Dive Brief:
- NextCycle Colorado, an accelerator program meant to help businesses and entrepreneurs grow their recycling, reuse and composting operations, is accepting applications for the fifth year of the program.
- The Colorado Department of Public Health and the Environment leads the program, which offers a boot camp and a pitch competition with a cash prize. Business consulting support is provided by Resource Recycling Systems and other industry experts.
- Businesses, nonprofits, universities, tribal entities and others can apply through December 1. Applicants can be based throughout the U.S., but projects must occur within the state and directly help advance recycling or composting markets in Colorado.
Dive Insight:
Colorado is working toward a statewide municipal solid waste diversion goal of 35% by 2026 and 45% by 2036. NextCycle sees recycling and composting businesses as a key part of reaching that goal.
NextCycle “is really tuned to entrepreneurs and startups,” said Kendra Appelman-Eastvedt, CDPHE program manager. “It helps those businesses that are just trying to get a foothold to build that business acumen, create that business model. It also helps them with their messaging, how to talk to investors, how to help their teams sell their products and their projects.”
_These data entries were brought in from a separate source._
use super::DisplayPlacement;
use crate::EXTERNAL_DISPLAY_FLAG;
use prompter_core::sync::{DisplayCommand, HostError, SecondaryStatus, WindowHost};
use std::collections::VecDeque;
use std::io::Write;
use std::path::PathBuf;
use std::process::{Child, ChildStdin, Command, Stdio};
use std::sync::{Arc, Condvar, Mutex, MutexGuard};
use tracing::{debug, info, warn};

#[derive(Debug, Default)]
struct OutboxQueue {
    snapshot: Option<String>,
    controls: VecDeque<String>,
    closing: bool,
    broken: bool,
}

/// Lines waiting for the writer thread. A new snapshot replaces one that was
/// never written; control commands are kept in order.
#[derive(Debug, Default)]
struct Outbox {
    queue: Mutex<OutboxQueue>,
    ready: Condvar,
}

impl Outbox {
    fn lock(&self) -> MutexGuard<'_, OutboxQueue> {
        self.queue.lock().unwrap_or_else(|poisoned| poisoned.into_inner())
    }

    fn push(&self, command: &DisplayCommand, line: String) -> Result<(), HostError> {
        let mut queue = self.lock();
        if queue.broken || queue.closing {
            return Err(HostError::Closed);
        }
        match command {
            DisplayCommand::Snapshot(_) => {
                if queue.snapshot.replace(line).is_some() {
                    debug!("Replaced unsent snapshot");
                }
            }
            _ => queue.controls.push_back(line),
        }
        self.ready.notify_one();
        Ok(())
    }

    /// The writer drains what is queued, then exits and drops stdin.
    fn close(&self) {
        self.lock().closing = true;
        self.ready.notify_one();
    }

    fn mark_broken(&self) {
        self.lock().broken = true;
        self.ready.notify_one();
    }

    fn is_broken(&self) -> bool {
        self.lock().broken
    }

    /// Blocks until a line is queued. `None` once closing and empty.
    fn next_line(&self) -> Option<String> {
        let mut queue = self.lock();
        loop {
            if queue.broken {
                return None;
            }
            if let Some(line) = queue.snapshot.take() {
                return Some(line);
            }
            if let Some(line) = queue.controls.pop_front() {
                return Some(line);
            }
            if queue.closing {
                return None;
            }
            queue = self
                .ready
                .wait(queue)
                .unwrap_or_else(|poisoned| poisoned.into_inner());
        }
    }
}

/// Writer thread body: one JSON line per queued command.
fn write_lines(mut writer: impl Write, outbox: &Outbox) {
    while let Some(mut line) = outbox.next_line() {
        line.push('\n');
        let written = writer
            .write_all(line.as_bytes())
            .and_then(|()| writer.flush());
        if let Err(err) = written {
            debug!("External display pipe closed: {err}");
            outbox.mark_broken();
            return;
        }
    }
}

/// Runs the external display as a child process fed through its stdin.
/// Writes happen on a dedicated thread so the UI never waits on the pipe.
#[derive(Debug)]
pub struct ProcessWindowHost {
    placement: DisplayPlacement,
    config_path: Option<PathBuf>,
    child: Option<Child>,
    outbox: Option<Arc<Outbox>>,
}

impl ProcessWindowHost {
    pub fn new(placement: DisplayPlacement, config_path: Option<PathBuf>) -> Self {
        Self {
            placement,
            config_path,
            child: None,
            outbox: None,
        }
    }

    fn command_args(&self) -> Vec<String> {
        let mut args = vec![EXTERNAL_DISPLAY_FLAG.to_string()];
        args.extend(self.placement.to_args());
        if let Some(path) = &self.config_path {
            args.push("--config".to_string());
            args.push(path.display().to_string());
        }
        args
    }

    fn reap_in_background(mut child: Child) {
        let pid = child.id();
        let spawned = std::thread::Builder::new()
            .name("external-display-reaper".to_string())
            .spawn(move || match child.wait() {
                Ok(status) => debug!(pid, %status, "External display exited"),
                Err(err) => warn!(pid, "Failed to wait for external display: {err}"),
            });
        if let Err(err) = spawned {
            warn!(pid, "Unable to reap external display: {err}");
        }
    }

    fn abandon(mut child: Child) {
        if let Err(err) = child.kill() {
            debug!(pid = child.id(), "Failed to kill external display: {err}");
        }
        Self::reap_in_background(child);
    }

    /// A child without a stdin pipe is useless; kill it rather than leak it.
    fn take_stdin(mut child: Child) -> Result<(Child, ChildStdin), HostError> {
        match child.stdin.take() {
            Some(stdin) => Ok((child, stdin)),
            None => {
                Self::abandon(child);
                Err(HostError::Closed)
            }
        }
    }

    fn pipe_alive(&self) -> bool {
        self.outbox.as_ref().is_some_and(|outbox| !outbox.is_broken())
    }

    fn detach_outbox(&mut self) {
        if let Some(outbox) = self.outbox.take() {
            outbox.close();
        }
    }
}

impl WindowHost for ProcessWindowHost {
    fn create_secondary(&mut self) -> Result<SecondaryStatus, HostError> {
        if self.is_open() {
            return Ok(SecondaryStatus::Focused);
        }
        self.close_secondary();
        let exe = std::env::current_exe()?;
        let args = self.command_args();
        let child = Command::new(&exe)
            .args(&args)
            .stdin(Stdio::piped())
            .spawn()?;
        let (child, stdin) = Self::take_stdin(child)?;

        let outbox = Arc::new(Outbox::default());
        let writer_outbox = Arc::clone(&outbox);
        let spawned = std::thread::Builder::new()
            .name("external-display-writer".to_string())
            .spawn(move || write_lines(stdin, &writer_outbox));
        if let Err(err) = spawned {
            Self::abandon(child);
            return Err(HostError::Spawn(err));
        }

        info!(pid = child.id(), ?args, "Spawned external display");
        self.outbox = Some(outbox);
        self.child = Some(child);
        Ok(SecondaryStatus::Created)
    }

    fn close_secondary(&mut self) {
        self.detach_outbox();
        if let Some(child) = self.child.take() {
            Self::reap_in_background(child);
        }
    }

    fn send_to_secondary(&mut self, command: &DisplayCommand) -> Result<(), HostError> {
        let Some(outbox) = self.outbox.as_ref() else {
            return Err(HostError::Closed);
        };
        let line = command.encode_line()?;
        if let Err(err) = outbox.push(command, line) {
            debug!(command = command.name(), "External display pipe closed");
            self.detach_outbox();
            return Err(err);
        }
        Ok(())
    }

    fn poll_closed(&mut self) -> bool {
        let Some(child) = self.child.as_mut() else {
            return false;
        };
        match child.try_wait() {
            Ok(Some(status)) => {
                info!(%status, "External display window closed");
                self.child = None;
                self.detach_outbox();
                true
            }
            Ok(None) if !self.pipe_alive() => {
                self.detach_outbox();
                if let Some(child) = self.child.take() {
                    Self::reap_in_background(child);
                }
                true
            }
            Ok(None) => false,
            Err(err) => {
                warn!("Failed to query external display status: {err}");
                false
            }
        }
    }

    fn is_open(&self) -> bool {
        self.child.is_some() && self.pipe_alive()
    }
}

#[cfg(test)]
mod tests {
    use super::*;

    #[test]
    fn child_arguments_carry_placement_and_config() {
        let host = ProcessWindowHost::new(
            DisplayPlacement {
                x: Some(2560.0),
                y: Some(0.0),
                ..DisplayPlacement::default()
            },
            Some(PathBuf::from("conf/stage.toml")),
        );
        assert_eq!(
            host.command_args(),
            vec![
                "--external-display",
                "--x",
                "2560",
                "--y",
                "0",
                "--config",
                "conf/stage.toml"
            ]
        );
    }

    #[test]
    fn unopened_host_reports_closed() {
        let mut host = ProcessWindowHost::new(DisplayPlacement::default(), None);
        assert!(!host.is_open());
        assert!(!host.poll_closed());
        assert!(matches!(
            host.send_to_secondary(&DisplayCommand::Focus),
            Err(HostError::Closed)
        ));
        host.close_secondary();
    }

    fn snapshot(seq: u64) -> DisplayCommand {
        DisplayCommand::Snapshot(prompter_core::sync::SyncSnapshot::capture(
            &prompter_core::AppState::default(),
            seq,
        ))
    }

    fn queue(outbox: &Outbox, command: DisplayCommand) -> Result<(), HostError> {
        let line = command.encode_line().expect("encode command");
        outbox.push(&command, line)
    }

    #[test]
    fn unsent_snapshots_are_coalesced() {
        let outbox = Outbox::default();
        queue(&outbox, snapshot(1)).expect("queue first");
        queue(&outbox, snapshot(2)).expect("queue second");
        queue(&outbox, DisplayCommand::Focus).expect("queue focus");
        queue(&outbox, snapshot(3)).expect("queue third");
        queue(&outbox, DisplayCommand::Shutdown).expect("queue shutdown");
        outbox.close();

        let mut written = Vec::new();
        write_lines(&mut written, &outbox);
        let text = String::from_utf8(written).expect("utf8 output");
        let commands: Vec<DisplayCommand> = text
            .lines()
            .map(|line| DisplayCommand::decode_line(line).expect("decode written line"))
            .collect();
        assert_eq!(
            commands,
            vec![snapshot(3), DisplayCommand::Focus, DisplayCommand::Shutdown]
        );
        assert!(queue(&outbox, DisplayCommand::Focus).is_err());
    }

    struct BrokenPipe;

    impl Write for BrokenPipe {
        fn write(&mut self, _buf: &[u8]) -> std::io::Result<usize> {
            Err(std::io::Error::from(std::io::ErrorKind::BrokenPipe))
        }

        fn flush(&mut self) -> std::io::Result<()> {
            Ok(())
        }
    }

    #[test]
    fn failed_write_marks_the_pipe_broken() {
        let outbox = Outbox::default();
        queue(&outbox, snapshot(1)).expect("queue snapshot");
        write_lines(BrokenPipe, &outbox);

        assert!(outbox.is_broken());
        assert!(matches!(
            queue(&outbox, snapshot(2)),
            Err(HostError::Closed)
        ));
    }

    #[test]
    fn pushing_never_waits_for_the_writer() {
        let outbox = Outbox::default();
        for seq in 1..=1_000 {
            queue(&outbox, snapshot(seq)).expect("queue without a writer");
        }
        assert_eq!(outbox.next_line(), Some(snapshot(1_000).encode_line().expect("encode")));
    }

    #[cfg(target_os = "linux")]
    #[test]
    fn child_without_stdin_is_killed() {
        let child = Command::new("sleep")
            .arg("30")
            .stdin(Stdio::null())
            .spawn()
            .expect("spawn sleep");
        let proc_dir = PathBuf::from(format!("/proc/{}", child.id()));

        assert!(matches!(
            ProcessWindowHost::take_stdin(child),
            Err(HostError::Closed)
        ));
        let deadline = std::time::Instant::now() + std::time::Duration::from_secs(5);
        while proc_dir.exists() && std::time::Instant::now() < deadline {
            std::thread::sleep(std::time::Duration::from_millis(20));
        }
        assert!(!proc_dir.exists());
    }
}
The NextCycle model has spurred similar programs in Michigan and Washington. Program leaders in those states say the business incubator model is a way to build investments and partnerships across recycling and composting systems to get projects done more quickly while also fostering better ties between state environmental agencies, municipalities, recyclers and end markets.
In Colorado, so far 34 teams have participated in the program, which is funded by CDPHE’s Resource Recycling Economic Opportunity grant program. NextCycle does not provide grant funding directly to participants, but instead spends about $222,000 each cycle to pay for the program’s boot camp, RRS’s consulting work and the other program features, Appelman-Eastvedt said. Some of the entrepreneurs that go through the NextCycle program are also eligible to apply for RREO grants.
Vartega, a carbon fiber recycling business in the Denver metro area, was one of the first businesses in the NextCycle program. The program helped the company find a niche in an already-specialized recycling market, said Andrew Maxey, the company’s co-founder.
“We were very early in our development and working with partners on a lot of proof of concept projects,” he said. The program helped them “explore the market, do some customer discovery and understand where our technology and business could be most impactful. That was really helpful at the time, as we were figuring out which technologies to commercialize.” Those strategies have directly helped the company expand into a new facility and grow its business offerings, he said.
Previous NextCycle participants often return to the program as mentors, Appelman-Eastvedt said.
When Jamie Blanchard-Poling, founder of Compost Queen, went through the program a few years ago, she built strong bonds with other composting businesses in the state. Instead of seeing their respective projects as competition, the business owners traded tips and tricks that have helped each of their businesses save money and improve their operations in the long run, she said. Compost Queen offers organics hauling and processing in Northern Colorado.
“We paired up a lot to discuss how our businesses were the same, how they were different. We compared everything, like the details of the hauling and the pickups and the processing. It’s such a cool community thing, and we still keep in touch to this day,” she said.
Blanchard-Poling now serves as a consultant for NextCycle and gives presentations to other composting businesses in the program. Because Colorado has a mix of urban and rural communities, as well as a mix of terrains that can affect compost processes and pickup methods, there’s a demand for more small, local composting businesses like hers, she said. NextCycle is “starting to get a lot more applications for this exact kind of business, and it’s nice that they look to me as an expert in this field.”